She must include $8,000 in “other income” on her Schedule C for Year 2.
The recovery of an amount previously deducted as a bad debt is included in gross income to the extent that the prior deduction reduced taxes (Sec. 111). Since the prior deduction reduced taxable income by $12,000, the full amount of the $8,000 recovery is included in gross income. This amount is reported as “other income” on Schedule C.
Sanders Corporation issued a $10,000, 10-year debenture for $12,000 on January 1, 2015. In 2020, how much income must Sanders report on its income tax return from issuance of this bond?
A. $200
B. $2,400
C. $0
D. $2,000
$200
Under Reg. 1.61-12(c)(2), in the case of a bond, the amount of amortizable bond premium for the taxable year is included in income. The amount is amortized over the life of the bond. Thus, Sanders must report $200 [($12,000 – $10,000) ÷ 10].

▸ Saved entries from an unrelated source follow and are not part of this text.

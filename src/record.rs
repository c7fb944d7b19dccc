//! The per-name aggregate that travels through the pipeline.

use chrono::{DateTime, Utc};
use serde::{Deserialize, Serialize};
use serde_json::{Map, Value};

use crate::profile::Profile;
use crate::zonefile::Zonefile;

/// Opaque name record as returned by the naming service.
///
/// Only `value_hash` (the zone file hash) is interpreted; every other field is
/// carried through to the stored document untouched.
#[derive(Debug, Clone, Default, PartialEq, Serialize, Deserialize)]
#[serde(transparent)]
pub struct BlockchainRecord(pub Map<String, Value>);

impl BlockchainRecord {
    /// Zone file hash referenced by the record, if any.
    pub fn zonefile_hash(&self) -> Option<&str> {
        self.0
            .get("value_hash")
            .and_then(Value::as_str)
            .map(str::trim)
            .filter(|h| !h.is_empty())
    }
}

/// One discovered name and everything attached to it so far.
#[derive(Debug, Clone)]
pub struct Record {
    name: String,
    pub namespace: String,
    pub blockchain_record: Option<BlockchainRecord>,
    pub zonefile: Option<Zonefile>,
    pub profile: Option<Profile>,
}

impl Record {
    pub fn new(name: impl Into<String>, namespace: impl Into<String>) -> Self {
        Self {
            name: name.into(),
            namespace: namespace.into(),
            blockchain_record: None,
            zonefile: None,
            profile: None,
        }
    }

    pub fn name(&self) -> &str {
        &self.name
    }

    /// Empty when the blockchain record is missing or carries no hash.
    pub fn zonefile_hash(&self) -> Option<&str> {
        self.blockchain_record
            .as_ref()
            .and_then(BlockchainRecord::zonefile_hash)
    }

    /// Profile URL advertised by the attached zone file.
    pub fn profile_marker(&self) -> Option<&str> {
        self.zonefile.as_ref().and_then(Zonefile::profile_url)
    }

    pub fn into_document(self, block_height: u64) -> RecordDocument {
        let zonefile_hash = self.zonefile_hash().map(str::to_string);
        RecordDocument {
            name: self.name,
            namespace: self.namespace,
            zonefile_hash,
            blockchain_record: self.blockchain_record,
            zonefile: self.zonefile.map(|z| z.raw),
            profile: self.profile.map(|p| p.claim),
            block_height,
            indexed_at: Utc::now(),
        }
    }
}

/// All records discovered from one name page, handed to the zone file stage
/// as a unit.
#[derive(Debug)]
pub struct RecordBatch {
    pub namespace: String,
    pub page: u64,
    pub records: Vec<Record>,
}

impl RecordBatch {
    /// Distinct non-empty zone file hashes referenced by the batch, in first-seen order.
    pub fn zonefile_hashes(&self) -> Vec<String> {
        let mut seen = std::collections::HashSet::new();
        self.records
            .iter()
            .filter_map(Record::zonefile_hash)
            .filter(|h| seen.insert(*h))
            .map(str::to_string)
            .collect()
    }
}

/// Document written to the store, keyed by `name`.
#[derive(Debug, Clone, Serialize, Deserialize)]
pub struct RecordDocument {
    pub name: String,
    pub namespace: String,
    pub zonefile_hash: Option<String>,
    pub blockchain_record: Option<BlockchainRecord>,
    pub zonefile: Option<String>,
    pub profile: Option<Value>,
    pub block_height: u64,
    pub indexed_at: DateTime<Utc>,
}

#[cfg(test)]
mod tests {
    use super::*;
    use serde_json::json;

    fn record_with_hash(name: &str, hash: &str) -> Record {
        let mut r = Record::new(name, "id");
        r.blockchain_record = Some(
            serde_json::from_value(json!({ "value_hash": hash, "address": "1abc" })).unwrap(),
        );
        r
    }

    #[test]
    fn test_empty_hash_is_none() {
        assert_eq!(record_with_hash("a.id", "").zonefile_hash(), None);
        assert_eq!(record_with_hash("a.id", "  ").zonefile_hash(), None);
        assert_eq!(Record::new("b.id", "id").zonefile_hash(), None);
        assert_eq!(record_with_hash("c.id", "ff00").zonefile_hash(), Some("ff00"));
    }

    #[test]
    fn test_batch_hashes_are_distinct_and_skip_empty() {
        let batch = RecordBatch {
            namespace: "id".into(),
            page: 0,
            records: vec![
                record_with_hash("a.id", "h1"),
                record_with_hash("b.id", ""),
                record_with_hash("c.id", "h2"),
                record_with_hash("d.id", "h1"),
                Record::new("e.id", "id"),
            ],
        };
        assert_eq!(batch.zonefile_hashes(), vec!["h1".to_string(), "h2".to_string()]);
    }

    #[test]
    fn test_document_keeps_opaque_record_fields() {
        let doc = record_with_hash("a.id", "h1").into_document(42);
        assert_eq!(doc.name, "a.id");
        assert_eq!(doc.zonefile_hash.as_deref(), Some("h1"));
        assert_eq!(doc.block_height, 42);
        let value = serde_json::to_value(&doc).unwrap();
        assert_eq!(value["blockchain_record"]["address"], "1abc");
        assert!(value["profile"].is_null());
    }
}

Which of the following would generally be reported as other income for a business?
A. Proceeds from international sales.
B. Income not reported on a Form 1099-MISC.
C. Bad debts recovered.
D. Sales tax collected.
Bad debts recovered.
If a deduction is claimed for a bad debt on the income tax return and later all or part of it is recovered (collected), all or part of the recovery may have to be reported in gross income. The amount included is limited to the amount actually deducted. However, the amount deducted that did not reduce the tax can be excluded. Report the recovery as “other income” on the appropriate business form or schedule.
Scott Corporation transferred stock with a fair market value of $20,000 to its creditor in satisfaction of indebtedness of $30,000. The stock’s book value was $15,000. How much ordinary income from this transaction should Scott include in its income tax return?
A. $0
B. $15,000
C. $5,000
D. $10,000
$10,000
Under Sec. 61(a)(12), taxpayers, including corporations, must recognize gain from the discharge of indebtedness. If a corporation transfers stock to its creditors in satisfaction of indebtedness, it will have income from the discharge of the indebtedness to the extent that the amount or adjusted issue price of the debt satisfied exceeds the value of the distributed stock. The exception that exists under Sec. 108(a), whereby a corporation would not have income from the discharge of indebtedness if it is insolvent or is involved in bankruptcy, does not apply because Scott Corporation is neither insolvent nor involved in bankruptcy. Therefore, the amount of ordinary income included on Scott’s return is $10,000 ($30,000 indebtedness – $20,000 stock FMV).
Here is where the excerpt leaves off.